This program can compare the strength of two Go (围棋, 囲碁, 바둑) engines that are GTP-compatible by running a batch of games between them. It can also compare the strength under different options of the same engine.
- Node.js 8 or higher installed.
Add a file config.json
, then run:
npx go-engine-tester config.json
config.json
example:
{
"first": {
"command": "./leelaz",
"args": ["-w", "network-173.gz", "--gtp", "--noponder"],
"initialGtpCommands": [
{"name": "komi", "args": ["7.5"]},
{"name": "time_settings", "args": ["0", "0", "1"]},
{"name": "boardsize", "args": ["19"]}
]
},
"second": {
"command": "./leelaz",
"args": ["-w", "network-157.gz", "--gtp", "--noponder"],
"initialGtpCommands": [
{"name": "komi", "args": ["7.5"]},
{"name": "time_settings", "args": ["0", "0", "1"]},
{"name": "boardsize", "args": ["19"]}
]
},
"times": 30
}
This will play 30 games between the two engines, alternating black and white for each game, and finally print the result. Note that the path in command
is relative to the working directory not the config file. Also note that on Windows, use \\
not \
for path separator, or just use /
.
For details of GTP commands such as time_settings
, click here.
There's an in-process mode, in which it won't start 2 new processes on each game, but instead run all games in the same 2 processes:
{
"first": {
"command": "./leelaz",
"args": ["-w", "network-173.gz", "--gtp", "--noponder"],
"initialGtpCommands": [
{"name": "komi", "args": ["7.5"]},
{"name": "time_settings", "args": ["0", "0", "1"]},
{"name": "boardsize", "args": ["19"]}
{"name": "lz-reset_all"}
]
},
"second": {
"command": "./leelaz",
"args": ["-w", "network-157.gz", "--gtp", "--noponder"],
"initialGtpCommands": [
{"name": "komi", "args": ["7.5"]},
{"name": "time_settings", "args": ["0", "0", "1"]},
{"name": "boardsize", "args": ["19"]}
{"name": "lz-reset_all"}
]
},
"times": 30,
"inProcess": true
}
This can speed up the test especially when moves are very fast and the loading of the neural network takes much time. Note that while in in-process mode, both engines must support some kind of "reset all" features to reset all states including all caches in the previous game in order to make the next game fair. In the above example, lz-reset_all
is just an imaginary GTP command. You should replace it with the real GTP command that does this behavior.

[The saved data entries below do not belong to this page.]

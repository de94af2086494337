//! # Storage Backend Switch
//!
//! Selects the concrete store from a `StorageConfig`:
//! - `Redb`: `RedbStore`, every write is durable immediately
//! - `File`: `MemoryStore` loaded from and saved to a snapshot file
//! - `Memory`: `MemoryStore`, volatile

use super::RedbStore;
use crate::config::{BackendKind, StorageConfig};
use crate::formats::{store_from_bytes, store_to_bytes};
use crate::store::{MemoryStore, RecordStore};
use crate::{Collection, RecordId, VintageError};
use std::path::PathBuf;

/// Storage backend of a run.
#[derive(Debug)]
pub enum StorageBackend {
    /// In-memory store, optionally tied to a snapshot file.
    InMemory {
        store: MemoryStore,
        snapshot: Option<PathBuf>,
    },
    /// Disk-backed store using redb.
    Persistent(RedbStore),
}

impl Default for StorageBackend {
    fn default() -> Self {
        Self::InMemory {
            store: MemoryStore::new(),
            snapshot: None,
        }
    }
}

impl StorageBackend {
    /// Open the backend described by `config`.
    ///
    /// A missing snapshot file yields an empty store; it is created on `persist`.
    pub fn open(config: &StorageConfig) -> Result<Self, VintageError> {
        match config.backend {
            BackendKind::Redb => Ok(Self::Persistent(RedbStore::open(&config.path)?)),
            BackendKind::File => {
                let store = if config.path.exists() {
                    let data = std::fs::read(&config.path).map_err(|e| {
                        VintageError::Storage(format!(
                            "Read snapshot {}: {}",
                            config.path.display(),
                            e
                        ))
                    })?;
                    store_from_bytes(&data)?
                } else {
                    MemoryStore::new()
                };
                Ok(Self::InMemory {
                    store,
                    snapshot: Some(config.path.clone()),
                })
            }
            BackendKind::Memory => Ok(Self::default()),
        }
    }

    /// Check if writes are durable without an explicit `persist`.
    #[must_use]
    pub const fn is_persistent(&self) -> bool {
        matches!(self, Self::Persistent(_))
    }

    /// Write the snapshot file for the file backend; no-op otherwise.
    pub fn persist(&self) -> Result<(), VintageError> {
        let Self::InMemory {
            store,
            snapshot: Some(path),
        } = self
        else {
            return Ok(());
        };

        let data = store_to_bytes(store)?;
        std::fs::write(path, &data).map_err(|e| {
            VintageError::Storage(format!("Write snapshot {}: {}", path.display(), e))
        })?;
        tracing::debug!(path = %path.display(), bytes = data.len(), "snapshot written");
        Ok(())
    }

    fn store(&self) -> &dyn RecordStore {
        match self {
            Self::InMemory { store, .. } => store,
            Self::Persistent(redb) => redb,
        }
    }

    fn store_mut(&mut self) -> &mut dyn RecordStore {
        match self {
            Self::InMemory { store, .. } => store,
            Self::Persistent(redb) => redb,
        }
    }
}

impl RecordStore for StorageBackend {
    fn find_by_key(
        &self,
        collection: Collection,
        key: &str,
    ) -> Result<Option<(RecordId, Vec<u8>)>, VintageError> {
        self.store().find_by_key(collection, key)
    }

    fn get(&self, collection: Collection, id: RecordId) -> Result<Option<Vec<u8>>, VintageError> {
        self.store().get(collection, id)
    }

    fn insert(
        &mut self,
        collection: Collection,
        key: &str,
        payload: &[u8],
    ) -> Result<RecordId, VintageError> {
        self.store_mut().insert(collection, key, payload)
    }

    fn update(
        &mut self,
        collection: Collection,
        id: RecordId,
        payload: &[u8],
    ) -> Result<(), VintageError> {
        self.store_mut().update(collection, id, payload)
    }

    fn count(&self, collection: Collection) -> Result<usize, VintageError> {
        self.store().count(collection)
    }

    fn keys(&self, collection: Collection) -> Result<Vec<String>, VintageError> {
        self.store().keys(collection)
    }
}

#[cfg(test)]
mod tests {
    use super::*;
    use tempfile::tempdir;

    #[test]
    fn memory_backend_is_volatile() {
        let config = StorageConfig {
            backend: BackendKind::Memory,
            path: PathBuf::new(),
        };
        let mut backend = StorageBackend::open(&config).expect("open");
        backend.insert(Collection::Series, "A", b"a").expect("insert");
        backend.persist().expect("persist is a no-op");
        assert!(!backend.is_persistent());
    }

    #[test]
    fn file_backend_round_trips_through_snapshot() {
        let temp = tempdir().expect("temp dir");
        let config = StorageConfig {
            backend: BackendKind::File,
            path: temp.path().join("store.vntg"),
        };

        let id = {
            let mut backend = StorageBackend::open(&config).expect("open");
            let id = backend.insert(Collection::Series, "A", b"a").expect("insert");
            backend.persist().expect("persist");
            id
        };

        let backend = StorageBackend::open(&config).expect("reopen");
        let (found, bytes) = backend
            .find_by_key(Collection::Series, "A")
            .expect("find")
            .expect("present");
        assert_eq!(found, id);
        assert_eq!(bytes, b"a");
    }

    #[test]
    fn redb_backend_is_persistent() {
        let temp = tempdir().expect("temp dir");
        let config = StorageConfig {
            backend: BackendKind::Redb,
            path: temp.path().join("store.redb"),
        };
        let backend = StorageBackend::open(&config).expect("open");
        assert!(backend.is_persistent());
        assert_eq!(backend.count(Collection::Datasets).expect("count"), 0);
    }

    #[test]
    fn corrupt_snapshot_is_an_error() {
        let temp = tempdir().expect("temp dir");
        let path = temp.path().join("store.vntg");
        std::fs::write(&path, b"not a snapshot").expect("write");

        let config = StorageConfig {
            backend: BackendKind::File,
            path,
        };
        assert!(StorageBackend::open(&config).is_err());
    }
}
#[cfg(test)]
mod tests {
    use std::time::Duration;

    use rand::{SeedableRng, rngs::StdRng};

    use super::*;

    #[test]
    fn test_neighbors_order_is_down_up_right_left() {
        let grid = Grid::from_terrain(3, vec![Terrain::Plain; 9]).unwrap();

        assert_eq!(grid.neighbors(4).collect::<Vec<_>>(), vec![7, 1, 5, 3]);
    }

    #[test]
    fn test_neighbors_are_clipped_at_corners() {
        let grid = Grid::from_terrain(3, vec![Terrain::Plain; 9]).unwrap();

        assert_eq!(grid.neighbors(0).collect::<Vec<_>>(), vec![3, 1]);
        assert_eq!(grid.neighbors(8).collect::<Vec<_>>(), vec![5, 7]);
        assert_eq!(grid.neighbors(2).collect::<Vec<_>>(), vec![5, 1]);
    }

    #[test]
    fn test_single_cell_grid_has_no_neighbors() {
        let grid = Grid::from_terrain(1, vec![Terrain::Plain]).unwrap();

        assert_eq!(grid.start(), grid.goal());
        assert_eq!(grid.neighbors(0).count(), 0);
    }

    #[test]
    fn test_build_keeps_endpoints_open_at_full_density() {
        let mut rng = StdRng::seed_from_u64(7);
        let grid = Grid::build(5, 1.0, &mut rng).unwrap();

        assert!(!grid.cell(grid.start()).unwrap().is_wall());
        assert!(!grid.cell(grid.goal()).unwrap().is_wall());
        assert_eq!(grid.count(Terrain::Wall), 23);
    }

    #[test]
    fn test_build_with_zero_density_has_no_walls() {
        let mut rng = StdRng::seed_from_u64(7);
        let grid = Grid::build(6, 0.0, &mut rng).unwrap();

        assert_eq!(grid.count(Terrain::Wall), 0);
    }

    #[test]
    fn test_build_is_reproducible_with_same_seed() {
        let first = Grid::build_weighted(8, 0.2, 0.2, &mut StdRng::seed_from_u64(42)).unwrap();
        let second = Grid::build_weighted(8, 0.2, 0.2, &mut StdRng::seed_from_u64(42)).unwrap();

        assert_eq!(first, second);
    }

    #[test]
    fn test_build_rejects_invalid_arguments() {
        let mut rng = StdRng::seed_from_u64(1);

        assert_eq!(Grid::build(0, 0.2, &mut rng), Err(GridError::ZeroSize));
        assert_eq!(
            Grid::build(4, 1.5, &mut rng),
            Err(GridError::DensityOutOfRange(1.5))
        );
        assert!(matches!(
            Grid::build_weighted(4, 0.7, 0.7, &mut rng),
            Err(GridError::DensityOutOfRange(_))
        ));
        assert!(matches!(
            Grid::build(4, f64::NAN, &mut rng),
            Err(GridError::DensityOutOfRange(_))
        ));
    }

    #[test]
    fn test_size_is_bounded() {
        let mut rng = StdRng::seed_from_u64(1);

        assert_eq!(
            Grid::build(MAX_SIZE + 1, 0.2, &mut rng),
            Err(GridError::TooLarge(MAX_SIZE + 1))
        );
        assert_eq!(
            Grid::build_weighted(100_000, 0.2, 0.1, &mut rng),
            Err(GridError::TooLarge(100_000))
        );
        assert_eq!(
            Grid::from_terrain(usize::MAX, Vec::new()),
            Err(GridError::TooLarge(usize::MAX))
        );
        assert_eq!(
            Grid::from_terrain(MAX_SIZE, vec![Terrain::Plain; MAX_SIZE * MAX_SIZE])
                .map(|grid| grid.len()),
            Ok(MAX_SIZE * MAX_SIZE)
        );
    }

    #[test]
    fn test_from_terrain_rejects_walled_endpoints() {
        let mut cells = vec![Terrain::Plain; 4];
        cells[3] = Terrain::Wall;

        assert_eq!(
            Grid::from_terrain(2, cells),
            Err(GridError::BlockedEndpoint(3))
        );
    }

    #[test]
    fn test_from_terrain_rejects_wrong_cell_count() {
        assert_eq!(
            Grid::from_terrain(2, vec![Terrain::Plain; 3]),
            Err(GridError::CellCountMismatch {
                expected: 4,
                actual: 3
            })
        );
    }

    #[test]
    fn test_parse_layout() {
        let grid: Grid = "
            .~#
            .#.
            ...
        "
        .parse()
        .unwrap();

        assert_eq!(grid.size(), 3);
        assert_eq!(grid.cell(1).unwrap().terrain(), Terrain::Forest);
        assert!(grid.cell(2).unwrap().is_wall());
        assert_eq!(grid.cost(1), Some(5));
        assert_eq!(grid.cost(4), None);
        assert_eq!(grid.to_string(), ".~#\n.#.\n...\n");
    }

    #[test]
    fn test_parse_rejects_ragged_rows() {
        let err = "...\n..\n...".parse::<Grid>().unwrap_err();

        assert!(matches!(err, GridError::Layout { line: 2, .. }));
    }

    #[test]
    fn test_parse_rejects_unknown_symbols() {
        let err = "..\n.x".parse::<Grid>().unwrap_err();

        assert!(matches!(err, GridError::Layout { line: 2, .. }));
    }

    #[test]
    fn test_manhattan() {
        let grid = Grid::from_terrain(4, vec![Terrain::Plain; 16]).unwrap();

        assert_eq!(grid.manhattan(0, 15), 6);
        assert_eq!(grid.manhattan(5, 6), 1);
        assert_eq!(grid.manhattan(7, 7), 0);
    }

    #[test]
    fn test_manhattan_across_largest_grid() {
        let grid = Grid::from_terrain(MAX_SIZE, vec![Terrain::Plain; MAX_SIZE * MAX_SIZE]).unwrap();

        assert_eq!(
            grid.manhattan(grid.start(), grid.goal()),
            2 * (MAX_SIZE as u32 - 1)
        );
    }

    #[test]
    fn test_with_traversal_marks_copy_only() {
        let grid: Grid = "..\n..".parse().unwrap();
        let result = TraversalResult::new(
            vec![0, 2, 1, 3],
            [(2, 0), (1, 0), (3, 2)].into_iter().collect(),
            vec![0, 2, 3],
            4,
            Duration::ZERO,
        );

        let working = grid.with_traversal(&result);

        assert!(working.cells().iter().all(GridCell::is_visited));
        assert!(working.cell(2).unwrap().is_on_path());
        assert!(!working.cell(1).unwrap().is_on_path());
        assert!(grid.cells().iter().all(|cell| !cell.is_visited()));
    }
}
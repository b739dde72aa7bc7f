//! Algoscope - step-by-step traces of classic algorithms.
//!
//! Sorting (selection, quick, bubble), searching (linear, binary) and grid
//! pathfinding (BFS, DFS, Dijkstra, A*). Every engine returns a complete
//! trace of what it did, so a renderer can replay the run at any pace.

pub mod config;
pub mod dataset;
pub mod pathfind;
pub mod search;
pub mod sort;

mod error;

pub use algoscope_core::{cancel, grid, trace};

pub use error::AlgoscopeError;

use log::{debug, info};
use rand::Rng;

use config::AppConfig;
use grid::Grid;
use pathfind::PathAlgorithm;
use search::SearchComparison;
use sort::SortAlgorithm;
use trace::{SortTrace, TraversalResult};

/// Entry point that ties an [`AppConfig`] to the engines.
///
/// The engines themselves are plain functions in [`sort`], [`search`] and
/// [`pathfind`]; `TraceLab` adds dataset and grid generation driven by the
/// configuration.
///
/// # Examples
///
/// ```
/// use algoscope::{TraceLab, config::AppConfig, sort::SortAlgorithm};
/// use rand::{SeedableRng, rngs::StdRng};
///
/// let lab = TraceLab::new(AppConfig::default());
/// let mut rng = StdRng::seed_from_u64(42);
///
/// let values = lab.dataset(&mut rng).unwrap();
/// let trace = lab.sort(&values, SortAlgorithm::Quick);
/// assert!(trace.final_frame().is_sorted());
/// ```
#[derive(Debug, Default)]
pub struct TraceLab {
    config: AppConfig,
}

impl TraceLab {
    /// Creates a lab with the given configuration.
    pub fn new(config: AppConfig) -> Self {
        Self { config }
    }

    pub fn config(&self) -> &AppConfig {
        &self.config
    }

    /// Generates a dataset using the configured size and value range.
    ///
    /// # Errors
    ///
    /// Returns [`AlgoscopeError::InvalidArgument`] if the configured size is
    /// zero or the range is inverted.
    pub fn dataset<R>(&self, rng: &mut R) -> Result<Vec<i64>, AlgoscopeError>
    where
        R: Rng + ?Sized,
    {
        let dataset = self.config.dataset();
        dataset::random_values(dataset.size(), dataset.min_value(), dataset.max_value(), rng)
    }

    /// Records a sort trace of `values`.
    pub fn sort(&self, values: &[i64], algorithm: SortAlgorithm) -> SortTrace {
        info!(algorithm:% = algorithm, len = values.len(); "Sorting");
        sort::sort_trace(values, algorithm)
    }

    /// Sorts a copy of `values` and runs both searches for `target` on it.
    pub fn search(&self, values: &[i64], target: i64) -> SearchComparison {
        info!(len = values.len(), sought = target; "Searching");
        let comparison = search::compare_searches(values, target);
        debug!(
            linear = comparison.linear().operations(),
            binary = comparison.binary().operations();
            "Search operations"
        );
        comparison
    }

    /// Builds a grid from the configured size and densities.
    ///
    /// A grid without forest is built with [`Grid::build`]; otherwise
    /// [`Grid::build_weighted`] is used.
    ///
    /// # Errors
    ///
    /// Returns [`AlgoscopeError::Grid`] if the configured size or densities
    /// cannot describe a grid.
    pub fn build_grid<R>(&self, rng: &mut R) -> Result<Grid, AlgoscopeError>
    where
        R: Rng + ?Sized,
    {
        let config = self.config.grid();
        let walls = f64::from(config.obstacle_density()) / 100.0;
        let forest = f64::from(config.forest_density()) / 100.0;

        let grid = if config.forest_density() == 0 {
            Grid::build(config.size(), walls, rng)?
        } else {
            Grid::build_weighted(config.size(), walls, forest, rng)?
        };
        info!(size = grid.size(), walls, forest; "Grid generated");
        Ok(grid)
    }

    /// Runs `algorithm` on `grid`.
    pub fn find_path(&self, grid: &Grid, algorithm: PathAlgorithm) -> TraversalResult {
        pathfind::find_path(algorithm, grid)
    }

    /// Runs every pathfinding algorithm on the same grid, in
    /// [`PathAlgorithm::ALL`] order.
    pub fn compare_paths(&self, grid: &Grid) -> Vec<(PathAlgorithm, TraversalResult)> {
        PathAlgorithm::ALL
            .into_iter()
            .map(|algorithm| (algorithm, pathfind::find_path(algorithm, grid)))
            .collect()
    }
}
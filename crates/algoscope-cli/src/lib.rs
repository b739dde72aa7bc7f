//! CLI logic for the algoscope trace player.
//!
//! Loads the configuration, applies command-line overrides, runs the
//! requested engine and plays the resulting trace to a writer.

pub mod error_adapter;
pub mod player;

mod args;
mod config;
mod error;

pub use args::{Args, Command, DatasetArgs, PathArgs, SearchArgs, SortArgs};
pub use error::CliError;

use std::io::{self, Write};

use log::{debug, info};
use rand::{SeedableRng, rngs::StdRng};

use algoscope::{
    AlgoscopeError, TraceLab,
    cancel::CancelToken,
    config::{AppConfig, PlaybackConfig},
    pathfind::PathAlgorithm,
    sort::{BubbleSort, SortAlgorithm},
};

use player::{Player, RunGuard};

/// Run the algoscope CLI application, playing to standard output.
///
/// # Errors
///
/// Returns [`CliError`] for configuration loading or validation errors,
/// invalid arguments, grid construction errors, and output failures.
pub fn run(args: &Args) -> Result<(), CliError> {
    let stdout = io::stdout();
    run_with_writer(args, stdout.lock())
}

/// Run the algoscope CLI application, playing to `out`.
///
/// # Errors
///
/// See [`run`].
pub fn run_with_writer<W: Write>(args: &Args, out: W) -> Result<(), CliError> {
    let mut app_config = config::load_config(args.config.as_ref())?;
    apply_overrides(&mut app_config, &args.command);
    app_config.validate()?;
    debug!(config:? = app_config; "Effective configuration");

    let lab = TraceLab::new(app_config);
    let mut player = Player::new(out, lab.config().playback().clone(), RunGuard::new());

    match &args.command {
        Command::Sort(sort) => run_sort(&lab, &mut player, sort),
        Command::Search(search) => run_search(&lab, &mut player, search),
        Command::Path(path) => run_path(&lab, &mut player, path),
    }
}

/// Copies command-line values over the loaded configuration.
fn apply_overrides(config: &mut AppConfig, command: &Command) {
    let (dataset, delay_ms) = match command {
        Command::Sort(sort) => (Some(&sort.dataset), sort.delay_ms),
        Command::Search(search) => (Some(&search.dataset), search.delay_ms),
        Command::Path(path) => {
            let grid = config.grid_mut();
            if let Some(size) = path.size {
                grid.set_size(size);
            }
            if let Some(density) = path.density {
                grid.set_obstacle_density(density);
            }
            if let Some(forest) = path.forest {
                grid.set_forest_density(forest);
            }
            if path.seed.is_some() {
                grid.set_seed(path.seed);
            }
            (None, path.delay_ms)
        }
    };

    if let Some(size) = dataset.and_then(|dataset| dataset.size) {
        config.dataset_mut().set_size(size);
    }
    if let Some(delay_ms) = delay_ms {
        *config.playback_mut() = PlaybackConfig::uniform(delay_ms);
    }
}

fn rng_from(seed: Option<u64>) -> StdRng {
    seed.map_or_else(StdRng::from_os_rng, StdRng::seed_from_u64)
}

/// Returns the explicit values, or a dataset drawn from the configuration.
fn dataset_values(lab: &TraceLab, dataset: &DatasetArgs) -> Result<Vec<i64>, AlgoscopeError> {
    match &dataset.values {
        Some(values) if values.is_empty() => Err(AlgoscopeError::InvalidArgument(
            "--values needs at least one number".to_string(),
        )),
        Some(values) => Ok(values.clone()),
        None => lab.dataset(&mut rng_from(dataset.seed)),
    }
}

fn run_sort<W: Write>(
    lab: &TraceLab,
    player: &mut Player<W>,
    args: &SortArgs,
) -> Result<(), CliError> {
    let values = dataset_values(lab, &args.dataset)?;
    info!(algorithm:% = args.algorithm, len = values.len(); "Running sort");

    match (args.algorithm, args.step_limit) {
        (SortAlgorithm::Bubble, step_limit) => {
            let cancel = CancelToken::new();
            let sorter = BubbleSort::new(&values, cancel.clone());
            player.play_bubble(sorter, &cancel, step_limit)?;
        }
        (_, Some(_)) => {
            return Err(AlgoscopeError::InvalidArgument(
                "--step-limit only applies to bubble sort".to_string(),
            )
            .into());
        }
        (algorithm, None) => {
            let trace = lab.sort(&values, algorithm);
            player.play_sort(algorithm, &trace)?;
        }
    }
    Ok(())
}

fn run_search<W: Write>(
    lab: &TraceLab,
    player: &mut Player<W>,
    args: &SearchArgs,
) -> Result<(), CliError> {
    let values = dataset_values(lab, &args.dataset)?;
    let comparison = lab.search(&values, args.target);
    player.play_search(&comparison, args.target)?;
    Ok(())
}

fn run_path<W: Write>(
    lab: &TraceLab,
    player: &mut Player<W>,
    args: &PathArgs,
) -> Result<(), CliError> {
    let grid = lab.build_grid(&mut rng_from(lab.config().grid().seed()))?;

    let algorithms = if args.all {
        PathAlgorithm::ALL.to_vec()
    } else {
        vec![args.algorithm]
    };
    for algorithm in algorithms {
        let result = lab.find_path(&grid, algorithm);
        player.play_path(algorithm, &grid, &result)?;
    }
    Ok(())
}
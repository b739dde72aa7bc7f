//! Bubble sort as a step-wise event source.

use std::{
    iter::FusedIterator,
    time::{Duration, Instant},
};

use log::debug;

use algoscope_core::{
    cancel::CancelToken,
    trace::{Frame, SortEvent},
};

/// Bubble sort that yields one [`SortEvent`] at a time.
///
/// Each adjacent comparison is one step. The [`CancelToken`] is checked
/// before every step; once it is set the iterator ends and [`values`]
/// keeps the partially sorted array. A swap is applied to the array when its
/// comparison is made and is reported by the [`SortEvent::Swap`] that
/// follows the [`SortEvent::Compare`].
///
/// [`values`]: BubbleSort::values
///
/// # Examples
///
/// ```
/// use algoscope::sort::BubbleSort;
/// use algoscope_core::{cancel::CancelToken, trace::SortEvent};
///
/// let mut sorter = BubbleSort::new(&[3, 1, 2], CancelToken::new());
/// let swaps = sorter
///     .by_ref()
///     .filter(|event| matches!(event, SortEvent::Swap { .. }))
///     .count();
///
/// assert_eq!(swaps, 2);
/// assert_eq!(sorter.values(), &[1, 2, 3]);
/// assert!(sorter.is_complete());
/// ```
#[derive(Debug)]
pub struct BubbleSort {
    values: Vec<i64>,
    pass: usize,
    cursor: usize,
    operations: u64,
    started: Instant,
    cancel: CancelToken,
    pending: Option<SortEvent>,
    cancelled: bool,
    complete: bool,
}

impl BubbleSort {
    /// Creates a sorter over a private copy of `values`.
    pub fn new(values: &[i64], cancel: CancelToken) -> Self {
        Self {
            values: values.to_vec(),
            pass: 0,
            cursor: 0,
            operations: 0,
            started: Instant::now(),
            cancel,
            pending: None,
            cancelled: false,
            complete: false,
        }
    }

    /// Current state of the array.
    pub fn values(&self) -> &[i64] {
        &self.values
    }

    /// Comparisons made so far.
    pub fn operations(&self) -> u64 {
        self.operations
    }

    /// Time since the sorter was created.
    pub fn elapsed(&self) -> Duration {
        self.started.elapsed()
    }

    /// Returns `true` if the run stopped because of cancellation.
    pub fn is_cancelled(&self) -> bool {
        self.cancelled
    }

    /// Returns `true` once every pass has finished.
    pub fn is_complete(&self) -> bool {
        self.complete
    }
}

impl Iterator for BubbleSort {
    type Item = SortEvent;

    fn next(&mut self) -> Option<SortEvent> {
        if let Some(event) = self.pending.take() {
            return Some(event);
        }
        if self.complete || self.cancelled {
            return None;
        }
        if self.cancel.is_cancelled() {
            self.cancelled = true;
            debug!(operations = self.operations, pass = self.pass; "Bubble sort cancelled");
            return None;
        }

        let len = self.values.len();
        if self.pass >= len {
            self.complete = true;
            return None;
        }

        let pass_end = len - self.pass - 1;
        if self.cursor >= pass_end {
            self.pass += 1;
            self.cursor = 0;
            return Some(SortEvent::Settled { index: pass_end });
        }

        let (left, right) = (self.cursor, self.cursor + 1);
        self.cursor += 1;
        self.operations += 1;
        if self.values[left] > self.values[right] {
            self.values.swap(left, right);
            self.pending = Some(SortEvent::Swap { left, right });
        }

        Some(SortEvent::Compare {
            left,
            right,
            operations: self.operations,
            elapsed: self.started.elapsed(),
        })
    }
}

impl FusedIterator for BubbleSort {}

/// Runs a bubble sort to completion, recording a frame after every swap.
pub(super) fn trace(values: &[i64]) -> (Vec<Frame>, u64) {
    let mut frames = vec![values.to_vec()];
    let mut sorter = BubbleSort::new(values, CancelToken::new());
    while let Some(event) = sorter.next() {
        if let SortEvent::Swap { .. } = event {
            frames.push(sorter.values().to_vec());
        }
    }
    (frames, sorter.operations())
}
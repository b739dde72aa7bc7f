//! Error adapter for converting [`CliError`] to miette diagnostics.
//!
//! This module provides the bridge between the library's standard error types
//! and miette's rich diagnostic formatting used in the CLI. Every error gets
//! a stable diagnostic code and, where the fix is obvious, a help line.

use std::fmt;

use miette::{Diagnostic as MietteDiagnostic, LabeledSpan};

use algoscope::{AlgoscopeError, grid::GridError};

use crate::{CliError, player::PlayerError};

/// Adapter that renders a [`CliError`] through miette.
pub struct ErrorAdapter<'a>(pub &'a CliError);

impl fmt::Debug for ErrorAdapter<'_> {
    fn fmt(&self, f: &mut fmt::Formatter<'_>) -> fmt::Result {
        fmt::Debug::fmt(&self.0, f)
    }
}

impl fmt::Display for ErrorAdapter<'_> {
    fn fmt(&self, f: &mut fmt::Formatter<'_>) -> fmt::Result {
        fmt::Display::fmt(&self.0, f)
    }
}

impl std::error::Error for ErrorAdapter<'_> {
    fn source(&self) -> Option<&(dyn std::error::Error + 'static)> {
        match self.0 {
            CliError::Algoscope(AlgoscopeError::Io(err)) => Some(err),
            CliError::Player(PlayerError::Io(err)) => Some(err),
            _ => None,
        }
    }
}

impl MietteDiagnostic for ErrorAdapter<'_> {
    fn code<'a>(&'a self) -> Option<Box<dyn fmt::Display + 'a>> {
        let code = match self.0 {
            CliError::Algoscope(AlgoscopeError::Io(_)) => "algoscope::io",
            CliError::Algoscope(AlgoscopeError::Grid(_)) => "algoscope::grid",
            CliError::Algoscope(AlgoscopeError::Config(_)) => "algoscope::config",
            CliError::Algoscope(AlgoscopeError::InvalidArgument(_)) => {
                "algoscope::invalid_argument"
            }
            CliError::Player(_) => "algoscope::playback",
        };
        Some(Box::new(code))
    }

    fn help<'a>(&'a self) -> Option<Box<dyn fmt::Display + 'a>> {
        let help = match self.0 {
            CliError::Algoscope(AlgoscopeError::Grid(
                GridError::ZeroSize | GridError::TooLarge(_),
            )) => "pass a smaller positive value to --size or set grid.size",
            CliError::Algoscope(AlgoscopeError::Grid(GridError::DensityOutOfRange(_))) => {
                "--density and --forest are percentages that must add up to at most 100"
            }
            CliError::Algoscope(AlgoscopeError::Config(_)) => {
                "check the file passed to --config or algoscope/config.toml"
            }
            CliError::Player(PlayerError::AlreadyRunning) => {
                "wait for the current playback to finish"
            }
            _ => return None,
        };
        Some(Box::new(help))
    }

    fn labels(&self) -> Option<Box<dyn Iterator<Item = LabeledSpan> + '_>> {
        None
    }
}

/// Wraps a [`CliError`] for rendering.
pub fn to_reportable(err: &CliError) -> ErrorAdapter<'_> {
    ErrorAdapter(err)
}
//! Error types for algoscope operations.
//!
//! This module provides the main error type [`AlgoscopeError`]. Expected
//! outcomes such as an unreachable goal, an empty dataset passed to a sort,
//! or a cancelled run are not errors; only invalid arguments are.

use std::io;

use thiserror::Error;

use algoscope_core::grid::GridError;

/// The main error type for algoscope operations.
#[derive(Debug, Error)]
pub enum AlgoscopeError {
    #[error("I/O error: {0}")]
    Io(#[from] io::Error),

    #[error("Grid error: {0}")]
    Grid(#[from] GridError),

    #[error("Invalid argument: {0}")]
    InvalidArgument(String),

    #[error("Configuration error: {0}")]
    Config(String),
}
use std::collections::VecDeque;

use super::TraversalMode;

/// Discovered cells waiting to be processed.
///
/// BFS and DFS share this one structure and differ only in which end
/// [`Frontier::pop`] takes from.
#[derive(Debug)]
pub(super) struct Frontier {
    cells: VecDeque<usize>,
    mode: TraversalMode,
}

impl Frontier {
    pub(super) fn new(mode: TraversalMode) -> Self {
        Self {
            cells: VecDeque::new(),
            mode,
        }
    }

    pub(super) fn push(&mut self, cell: usize) {
        self.cells.push_back(cell);
    }

    pub(super) fn pop(&mut self) -> Option<usize> {
        match self.mode {
            TraversalMode::Bfs => self.cells.pop_front(),
            TraversalMode::Dfs => self.cells.pop_back(),
        }
    }
}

You may do tests on a computer that can shut down at any random time. An example is EC2 Spot Instances. In this situation, you may want to send reports regularly to a server to prevent data loss. The optional report
property is for that:
{
...
"report": {"minutes": 10, "uriPrefix": "https://example.com/report"}
}
Every 10 minutes, it will send an HTTP GET request to https://example.com/report?testerId=<testerId>&firstWins=<firstWins>&total=<total>
, where <testerId>
is a random (but fixed during the tester process) string. Note that in this report, <total>
is always an even number. The report reflects the last state when <total>
is even.
There's an optional spawnOptions
property, so that it could pass environment variables to the engine processes. For example:
{
"first": {
"command": "./leelaz",
"args": ["-w", "network-173.gz", "--gtp", "--noponder"],
"initialGtpCommands": [
{"name": "komi", "args": ["7.5"]},
{"name": "time_settings", "args": ["0", "0", "1"]},
{"name": "boardsize", "args": ["19"]}
],
"spawnOptions": {
"env": {
"DYLD_LIBRARY_PATH": "/Users/your-name/boost_1_67_0/lib"
}
}
},
"second": {
"command": "./leelaz",
"args": ["-w", "network-157.gz", "--gtp", "--noponder"],
"initialGtpCommands": [
{"name": "komi", "args": ["7.5"]},
{"name": "time_settings", "args": ["0", "0", "1"]},
{"name": "boardsize", "args": ["19"]}
],
"spawnOptions": {
"env": {
"DYLD_LIBRARY_PATH": "/Users/your-name/boost_1_67_0/lib"
}
}
},
"times": 30
}
For details of spawnOptions
, click here.
Q: Why does it restart the process for each game by default? Process initialization can be slow!
A: This ensures that each game is treated equally. A lot of programs are so smart that they can cache the previous calculation to speed up calculations for the next game. We must avoid that, otherwise the result may be biased. However, we do have an inProcess
option, which can speed up the test if the engines support it.